### ABOUT THIS TASK
Only the lines below from the one containing "impl fmt::Display for" to the one containing "lengths per day |" should be repeated, both included and unchanged.

### RECORDS FOR THIS EXERCISE

——

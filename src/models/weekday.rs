//! Days of the week.

use std::fmt;
use std::str::FromStr;

use serde::{Deserialize, Serialize};
use thiserror::Error;

/// A day name that is not one of the seven English weekday names.
#[derive(Debug, Clone, PartialEq, Eq, Error)]
#[error("unknown day '{0}': expected Monday..Sunday")]
pub struct UnknownDay(pub String);

/// A day of the week.
///
/// Ordering follows the calendar week, Monday first.
#[derive(Debug, Clone, Copy, PartialEq, Eq, PartialOrd, Ord, Hash, Serialize, Deserialize)]
pub enum Weekday {
    Monday,
    Tuesday,
    Wednesday,
    Thursday,
    Friday,
    Saturday,
    Sunday,
}

impl Weekday {
    /// All seven days, Monday first.
    pub const ALL: [Weekday; 7] = [
        Weekday::Monday,
        Weekday::Tuesday,
        Weekday::Wednesday,
        Weekday::Thursday,
        Weekday::Friday,
        Weekday::Saturday,
        Weekday::Sunday,
    ];

    /// English day name, as used on the wire.
    pub fn as_str(&self) -> &'static str {
        match self {
            Weekday::Monday => "Monday",
            Weekday::Tuesday => "Tuesday",
            Weekday::Wednesday => "Wednesday",
            Weekday::Thursday => "Thursday",
            Weekday::Friday => "Friday",
            Weekday::Saturday => "Saturday",
            Weekday::Sunday => "Sunday",
        }
    }
}

impl fmt::Display for Weekday {
    fn fmt(&self, f: &mut fmt::Formatter<'_>) -> fmt::Result {
        f.write_str(self.as_str())
    }
}

impl FromStr for Weekday {
    type Err = UnknownDay;

    fn from_str(s: &str) -> Result<Self, Self::Err> {
        Weekday::ALL
            .into_iter()
            .find(|day| day.as_str() == s)
            .ok_or_else(|| UnknownDay(s.to_string()))
    }
}
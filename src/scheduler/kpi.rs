//! Schedule quality metrics (KPIs).
//!
//! Computes summary indicators from a finished run and its input tasks.
//!
//! # Metrics
//!
//! | Metric | Definition |
//! |--------|-----------|
//! | Placement rate | Placed flexible tasks / flexible tasks |
//! | Booked minutes | Sum of placed window lengths per day |
//! | Utilization | Booked minutes / day window length, per day |
//! | Avg utilization | Mean of per-day utilization |
//! | Tier mix | Flexible placements per cascade tier |
//!
//! Overlapping fixed tasks are counted in full, so utilization can exceed
//! 1.0 on a day with conflicting fixed bookings.

use std::collections::BTreeMap;

use super::cascade::Tier;
use super::week::ScheduleOutcome;
use crate::models::{Task, Weekday};

/// Schedule performance indicators.
///
/// All durations are in minutes.
#[derive(Debug, Clone, PartialEq)]
pub struct ScheduleKpi {
    /// Placements of any kind.
    pub placed_count: usize,
    /// Placements that came from fixed tasks.
    pub fixed_count: usize,
    /// Flexible tasks no tier could place.
    pub unschedulable_count: usize,
    /// Fraction of flexible tasks placed (0.0..=1.0). 1.0 with no flexible tasks.
    pub placement_rate: f64,
    /// Booked minutes per day.
    pub booked_min_by_day: BTreeMap<Weekday, u32>,
    /// Booked fraction of each day's window.
    pub utilization_by_day: BTreeMap<Weekday, f64>,
    /// Mean of `utilization_by_day`.
    pub avg_utilization: f64,
    /// Flexible placements per tier.
    pub placements_by_tier: BTreeMap<Tier, usize>,
}

impl ScheduleKpi {
    /// Computes KPIs from an outcome and the tasks it was produced from.
    pub fn calculate(outcome: &ScheduleOutcome, tasks: &[Task]) -> Self {
        let flexible_total = tasks.iter().filter(|t| !t.is_fixed()).count();
        let fixed_count = outcome.placements.iter().filter(|p| p.tier.is_none()).count();
        let flexible_placed = outcome.placements.len() - fixed_count;

        let mut placements_by_tier = BTreeMap::new();
        for tier in outcome.placements.iter().filter_map(|p| p.tier) {
            *placements_by_tier.entry(tier).or_insert(0) += 1;
        }

        let capacity = outcome.week.day_window().duration_min() as f64;
        let mut booked_min_by_day = BTreeMap::new();
        let mut utilization_by_day = BTreeMap::new();
        for (day, schedule) in outcome.week.iter() {
            let booked = schedule.booked_min();
            booked_min_by_day.insert(day, booked);
            utilization_by_day.insert(day, booked as f64 / capacity);
        }

        let avg_utilization = if utilization_by_day.is_empty() {
            0.0
        } else {
            let sum: f64 = utilization_by_day.values().sum();
            sum / utilization_by_day.len() as f64
        };

        let placement_rate = if flexible_total == 0 {
            1.0
        } else {
            flexible_placed as f64 / flexible_total as f64
        };

        Self {
            placed_count: outcome.placements.len(),
            fixed_count,
            unschedulable_count: outcome.unschedulable.len(),
            placement_rate,
            booked_min_by_day,
            utilization_by_day,
            avg_utilization,
            placements_by_tier,
        }
    }

    /// Total booked minutes across the week.
    pub fn total_booked_min(&self) -> u32 {
        self.booked_min_by_day.values().sum()
    }

    /// Whether the run meets the given quality thresholds.
    pub fn meets_thresholds(&self, min_placement_rate: f64, max_unschedulable: usize) -> bool {
        self.placement_rate >= min_placement_rate && self.unschedulable_count <= max_unschedulable
    }
}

——

### YOUR SOLUTION
impl fmt::Display for Weekday {
    fn fmt(&self, f: &mut fmt::Formatter<'_>) -> fmt::Result {
        f.write_str(self.as_str())
    }
}

impl FromStr for Weekday {
    type Err = UnknownDay;

    fn from_str(s: &str) -> Result<Self, Self::Err> {
        Weekday::ALL
            .into_iter()
            .find(|day| day.as_str() == s)
            .ok_or_else(|| UnknownDay(s.to_string()))
    }
}
filename src/scheduler/kpi.rs
//! Schedule quality metrics (KPIs).
//!
//! Computes summary indicators from a finished run and its input tasks.
//!
//! # Metrics
//!
//! | Metric | Definition |
//! |--------|-----------|
//! | Placement rate | Placed flexible tasks / flexible tasks |
//! | Booked minutes | Sum of placed window lengths per day |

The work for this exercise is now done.